- [PROBLEM DESCRIPTION] Determine how many lines in the entries below include "SendOutcome". The reply should be that number and nothing else.

◇ ◇ ◇ ◇

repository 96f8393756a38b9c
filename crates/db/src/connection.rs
use mongodb::{Client, Database, options::ClientOptions};
use tracing::info;
use worklink_config::Settings;

pub async fn connect(settings: &Settings) -> Result<Database, mongodb::error::Error> {
    let mut client_options = ClientOptions::parse(&settings.database.url).await?;

    if let Some(max_pool) = settings.database.max_pool_size {
        client_options.max_pool_size = Some(max_pool);
    }
    if let Some(min_pool) = settings.database.min_pool_size {
        client_options.min_pool_size = Some(min_pool);
    }

    let client = Client::with_options(client_options)?;

    // Verify connection
    client
        .database("admin")
        .run_command(bson::doc! { "ping": 1 })
        .await?;

    info!(db = %settings.database.name, "Connected to MongoDB");

    Ok(client.database(&settings.database.name))
}
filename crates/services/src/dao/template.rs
use bson::{doc, oid::ObjectId, DateTime};
use mongodb::Database;
use serde::Deserialize;
use worklink_db::models::{NotificationTemplate, NotificationType, TemplateVariable};

use super::base::{BaseDao, DaoResult, PaginatedResult, PaginationParams};

/// Channel bodies of a template, as accepted from the admin API. Versioning
/// fields are managed by the engine, never by callers.
#[derive(Debug, Clone, Default, Deserialize)]
pub struct TemplateFields {
    pub subject: Option<String>,
    pub html_body: Option<String>,
    pub text_body: Option<String>,
    pub push_title: Option<String>,
    pub push_body: Option<String>,
    pub sms_template: Option<String>,
    pub in_app_template: Option<String>,
    #[serde(default)]
    pub variables: Vec<TemplateVariable>,
}

#[derive(Debug, Clone, Default, Deserialize)]
pub struct TemplateFilter {
    pub notification_type: Option<NotificationType>,
    pub language: Option<String>,
    pub active_only: Option<bool>,
}

pub struct TemplateDao {
    pub base: BaseDao<NotificationTemplate>,
}

impl TemplateDao {
    pub fn new(db: &Database) -> Self {
        Self {
            base: BaseDao::new(db, NotificationTemplate::COLLECTION),
        }
    }

    pub async fn find_active(
        &self,
        notification_type: NotificationType,
        language: &str,
    ) -> DaoResult<Option<NotificationTemplate>> {
        self.base
            .find_one(doc! {
                "notification_type": notification_type.as_str(),
                "language": language,
                "is_active": true,
            })
            .await
    }

    pub async fn find_version(
        &self,
        notification_type: NotificationType,
        language: &str,
        version: u32,
    ) -> DaoResult<Option<NotificationTemplate>> {
        self.base
            .find_one(doc! {
                "notification_type": notification_type.as_str(),
                "language": language,
                "version": version,
            })
            .await
    }

    pub async fn insert(
        &self,
        notification_type: NotificationType,
        language: &str,
        version: u32,
        is_active: bool,
        fields: TemplateFields,
    ) -> DaoResult<NotificationTemplate> {
        let now = DateTime::now();
        let template = NotificationTemplate {
            id: None,
            notification_type,
            language: language.to_string(),
            version,
            is_active,
            subject: fields.subject,
            html_body: fields.html_body,
            text_body: fields.text_body,
            push_title: fields.push_title,
            push_body: fields.push_body,
            sms_template: fields.sms_template,
            in_app_template: fields.in_app_template,
            variables: fields.variables,
            created_at: now,
            updated_at: now,
        };
        let id = self.base.insert_one(&template).await?;
        self.base.find_by_id(id).await
    }

    pub async fn set_active(&self, id: ObjectId, is_active: bool) -> DaoResult<bool> {
        self.base
            .update_by_id(
                id,
                doc! { "$set": { "is_active": is_active, "updated_at": DateTime::now() } },
            )
            .await
    }

    pub async fn list(
        &self,
        filter: &TemplateFilter,
        params: &PaginationParams,
    ) -> DaoResult<PaginatedResult<NotificationTemplate>> {
        let mut query = doc! {};
        if let Some(t) = filter.notification_type {
            query.insert("notification_type", t.as_str());
        }
        if let Some(ref lang) = filter.language {
            query.insert("language", lang);
        }
        if filter.active_only == Some(true) {
            query.insert("is_active", true);
        }
        self.base
            .find_paginated(
                query,
                Some(doc! { "notification_type": 1, "language": 1, "version": -1 }),
                params,
            )
            .await
    }

    pub async fn find_by_type(
        &self,
        notification_type: NotificationType,
    ) -> DaoResult<Vec<NotificationTemplate>> {
        self.base
            .find_many(
                doc! { "notification_type": notification_type.as_str() },
                Some(doc! { "language": 1, "version": -1 }),
            )
            .await
    }

    pub async fn delete_by_id(&self, id: ObjectId) -> DaoResult<u64> {
        self.base.hard_delete(doc! { "_id": id }).await
    }
}
use serde_json::json;
use tracing::{debug, warn};
use worklink_config::SmsSettings;

use super::SendOutcome;

/// SMS delivery over a JSON HTTP gateway. Without a configured endpoint the
/// message is logged and treated as sent, which keeps development setups
/// working end to end.
pub struct SmsSender {
    client: reqwest::Client,
    endpoint: Option<String>,
    api_key: Option<String>,
    from_number: Option<String>,
}

impl SmsSender {
    pub fn new(settings: &SmsSettings) -> Self {
        Self {
            client: reqwest::Client::new(),
            endpoint: settings.endpoint.clone(),
            api_key: settings.api_key.clone(),
            from_number: settings.from_number.clone(),
        }
    }

    pub async fn send(&self, to_number: &str, body: &str) -> SendOutcome {
        let Some(endpoint) = &self.endpoint else {
            debug!(to = to_number, body, "SMS gateway not configured, logging only");
            return SendOutcome::Sent {
                provider_message_id: None,
            };
        };

        let payload = json!({
            "to": to_number,
            "from": self.from_number,
            "body": body,
        });

        let mut request = self.client.post(endpoint).json(&payload);
        if let Some(key) = &self.api_key {
            request = request.bearer_auth(key);
        }

        let response = match request.send().await {
            Ok(r) => r,
            Err(e) => {
                return SendOutcome::Failed {
                    error: format!("SMS gateway unreachable: {e}"),
                };
            }
        };

        let status = response.status();
        if status.is_success() {
            let message_id = response
                .json::<serde_json::Value>()
                .await
                .ok()
                .and_then(|v| v.get("message_id").and_then(|m| m.as_str()).map(String::from));
            return SendOutcome::Sent {
                provider_message_id: message_id,
            };
        }

        let body_text = response.text().await.unwrap_or_default();
        // 400 on a phone number is almost always a malformed or dead number.
        if status == reqwest::StatusCode::BAD_REQUEST {
            warn!(to = to_number, %body_text, "SMS gateway rejected number");
            return SendOutcome::InvalidTarget {
                code: format!("rejected ({status})"),
            };
        }

        SendOutcome::Failed {
            error: format!("SMS gateway returned {status}: {body_text}"),
        }
    }
}

#[cfg(test)]
mod tests {
    use super::*;

    #[tokio::test]
    async fn unconfigured_gateway_logs_and_reports_sent() {
        let sender = SmsSender::new(&SmsSettings {
            endpoint: None,
            api_key: None,
            from_number: None,
        });
        let outcome = sender.send("+15550001111", "Your interview is tomorrow").await;
        assert_eq!(
            outcome,
            SendOutcome::Sent {
                provider_message_id: None
            }
        );
    }
}
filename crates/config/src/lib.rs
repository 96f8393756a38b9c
pub mod settings;

pub use settings::*;
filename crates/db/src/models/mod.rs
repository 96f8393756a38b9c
pub mod device_token;
pub mod notification;
pub mod preference;
pub mod template;
pub mod user;

pub use device_token::*;
pub use notification::*;
pub use preference::*;
pub use template::*;
pub use user::*;
pub mod email;
pub mod in_app;
pub mod push;
pub mod sms;

pub use email::EmailSender;
pub use in_app::InAppSender;
pub use push::{HttpPushProvider, PushProvider, PushSender};
pub use sms::SmsSender;

/// Outcome of delivering one rendered payload to one endpoint.
#[derive(Debug, Clone, PartialEq)]
pub enum SendOutcome {
    Sent {
        provider_message_id: Option<String>,
    },
    /// The provider reported the endpoint as permanently unreachable. The
    /// caller deactivates it; retrying is pointless.
    InvalidTarget {
        code: String,
    },
    /// Transient failure, subject to the queue's retry policy.
    Failed {
        error: String,
    },
    /// Nothing to deliver to right now (no live session). The record stays
    /// Pending for later read; not an error, not retried.
    Deferred,
}

/// Aggregate of a multi-endpoint send. Individual failures never fail the
/// batch; they are counted and, for permanently dead endpoints, listed.
#[derive(Debug, Clone, Default)]
pub struct BatchOutcome {
    pub success_count: usize,
    pub failure_count: usize,
    pub invalid_targets: Vec<String>,
    /// First transient error, kept for the failure_reason bookkeeping.
    pub first_error: Option<String>,
}

impl BatchOutcome {
    pub fn any_success(&self) -> bool {
        self.success_count > 0
    }
}
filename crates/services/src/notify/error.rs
use thiserror::Error;

use crate::dao::base::DaoError;

#[derive(Debug, Error)]
pub enum NotifyError {
    /// Malformed input to the control API; rejected before any record exists.
    #[error("Validation: {0}")]
    Validation(String),
    #[error("Not found: {0}")]
    NotFound(String),
    #[error("Conflict: {0}")]
    Conflict(String),
    /// Transient provider failure; the queue retries these.
    #[error("Provider error: {0}")]
    Provider(String),
    /// The endpoint is permanently unreachable; deactivate, never retry.
    #[error("Invalid target: {0}")]
    InvalidTarget(String),
    /// API misuse, e.g. rolling back below version 1.
    #[error("Usage: {0}")]
    Usage(String),
    #[error(transparent)]
    Dao(#[from] DaoError),
}

pub type NotifyResult<T> = Result<T, NotifyError>;
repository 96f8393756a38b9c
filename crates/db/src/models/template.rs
use bson::{oid::ObjectId, DateTime};
use serde::{Deserialize, Serialize};

use super::notification::NotificationType;

/// An immutable, numbered rendering of a notification type/language.
/// At most one version >= 1 is active per (type, language); version 0 is the
/// seeded fallback, never active and never deletable.
#[derive(Debug, Clone, Serialize, Deserialize)]
pub struct NotificationTemplate {
    #[serde(rename = "_id", skip_serializing_if = "Option::is_none")]
    pub id: Option<ObjectId>,
    pub notification_type: NotificationType,
    /// Locale code, e.g. "en".
    pub language: String,
    pub version: u32,
    #[serde(default)]
    pub is_active: bool,
    // Per-channel bodies. Each is an interpolation template over the
    // notification payload; any may be absent.
    pub subject: Option<String>,
    pub html_body: Option<String>,
    pub text_body: Option<String>,
    pub push_title: Option<String>,
    pub push_body: Option<String>,
    pub sms_template: Option<String>,
    pub in_app_template: Option<String>,
    /// Declared variables, for documentation and admin tooling.
    #[serde(default)]
    pub variables: Vec<TemplateVariable>,
    pub created_at: DateTime,
    pub updated_at: DateTime,
}

impl NotificationTemplate {
    pub const COLLECTION: &'static str = "notification_templates";

    /// The seeded fallback row.
    pub const FALLBACK_VERSION: u32 = 0;
}

#[derive(Debug, Clone, Serialize, Deserialize)]
pub struct TemplateVariable {
    pub name: String,
    #[serde(skip_serializing_if = "Option::is_none")]
    pub description: Option<String>,
}
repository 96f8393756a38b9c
pub mod engine;
pub mod error;
pub mod fanout;
pub mod interpolate;
pub mod orchestrator;
pub mod policy;
pub mod queue;
pub mod senders;
pub mod session;

pub use engine::TemplateEngine;
pub use error::{NotifyError, NotifyResult};
pub use orchestrator::NotifyService;
pub use session::SessionRegistry;
use config::{Config, ConfigError, Environment, File};
use serde::Deserialize;

#[derive(Debug, Deserialize, Clone)]
pub struct Settings {
    pub app: AppSettings,
    pub database: DatabaseSettings,
    pub jwt: JwtSettings,
    pub redis: RedisSettings,
    pub smtp: SmtpSettings,
    pub push: PushSettings,
    pub sms: SmsSettings,
    pub notify: NotifySettings,
}

#[derive(Debug, Deserialize, Clone)]
pub struct AppSettings {
    pub host: String,
    pub port: u16,
    pub cors_origins: Vec<String>,
}

#[derive(Debug, Deserialize, Clone)]
pub struct DatabaseSettings {
    pub url: String,
    pub name: String,
    pub max_pool_size: Option<u32>,
    pub min_pool_size: Option<u32>,
}

#[derive(Debug, Deserialize, Clone)]
pub struct JwtSettings {
    pub secret: String,
    pub issuer: String,
}

#[derive(Debug, Deserialize, Clone)]
pub struct RedisSettings {
    pub url: String,
    /// Cross-instance WebSocket fan-out. Off for single-instance deployments.
    pub fanout_enabled: bool,
}

#[derive(Debug, Deserialize, Clone)]
pub struct SmtpSettings {
    pub host: Option<String>,
    pub port: u16,
    pub from_address: String,
    pub username: Option<String>,
    pub password: Option<String>,
}

#[derive(Debug, Deserialize, Clone)]
pub struct PushSettings {
    pub endpoint: Option<String>,
    pub api_key: Option<String>,
}

#[derive(Debug, Deserialize, Clone)]
pub struct SmsSettings {
    pub endpoint: Option<String>,
    pub api_key: Option<String>,
    pub from_number: Option<String>,
}

#[derive(Debug, Deserialize, Clone)]
pub struct NotifySettings {
    /// Base URL for one-click unsubscribe links embedded in emails.
    pub unsubscribe_base_url: String,
    pub default_language: String,
    pub queue_workers: usize,
    pub max_delivery_attempts: u32,
    /// Days of inactivity before the cleanup job hard-deletes a device token.
    pub token_retention_days: i64,
}

impl Settings {
    pub fn load() -> Result<Self, ConfigError> {
        let config = Config::builder()
            .add_source(File::with_name("config/default").required(false))
            .add_source(File::with_name("config/local").required(false))
            .add_source(
                Environment::default()
                    .separator("__")
                    .prefix("WORKLINK"),
            )
            .set_default("app.host", "0.0.0.0")?
            .set_default("app.port", 3000)?
            .set_default("app.cors_origins", Vec::<String>::new())?
            .set_default("database.url", "mongodb://localhost:27017")?
            .set_default("database.name", "worklink")?
            .set_default("jwt.secret", "change-me-in-production")?
            .set_default("jwt.issuer", "worklink")?
            .set_default("redis.url", "redis://127.0.0.1:6379")?
            .set_default("redis.fanout_enabled", false)?
            .set_default("smtp.host", None::<String>)?
            .set_default("smtp.port", 587)?
            .set_default("smtp.from_address", "no-reply@worklink.local")?
            .set_default("smtp.username", None::<String>)?
            .set_default("smtp.password", None::<String>)?
            .set_default("push.endpoint", None::<String>)?
            .set_default("push.api_key", None::<String>)?
            .set_default("sms.endpoint", None::<String>)?
            .set_default("sms.api_key", None::<String>)?
            .set_default("sms.from_number", None::<String>)?
            .set_default("notify.unsubscribe_base_url", "http://localhost:3000/api/unsubscribe")?
            .set_default("notify.default_language", "en")?
            .set_default("notify.queue_workers", 4)?
            .set_default("notify.max_delivery_attempts", 3)?
            .set_default("notify.token_retention_days", 90)?
            .build()?;

        config.try_deserialize()
    }
}

impl Default for Settings {
    fn default() -> Self {
        Self::load().expect("Failed to load default settings")
    }
}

◇ ◇ ◇ ◇

- [SOLUTION BELOW] 9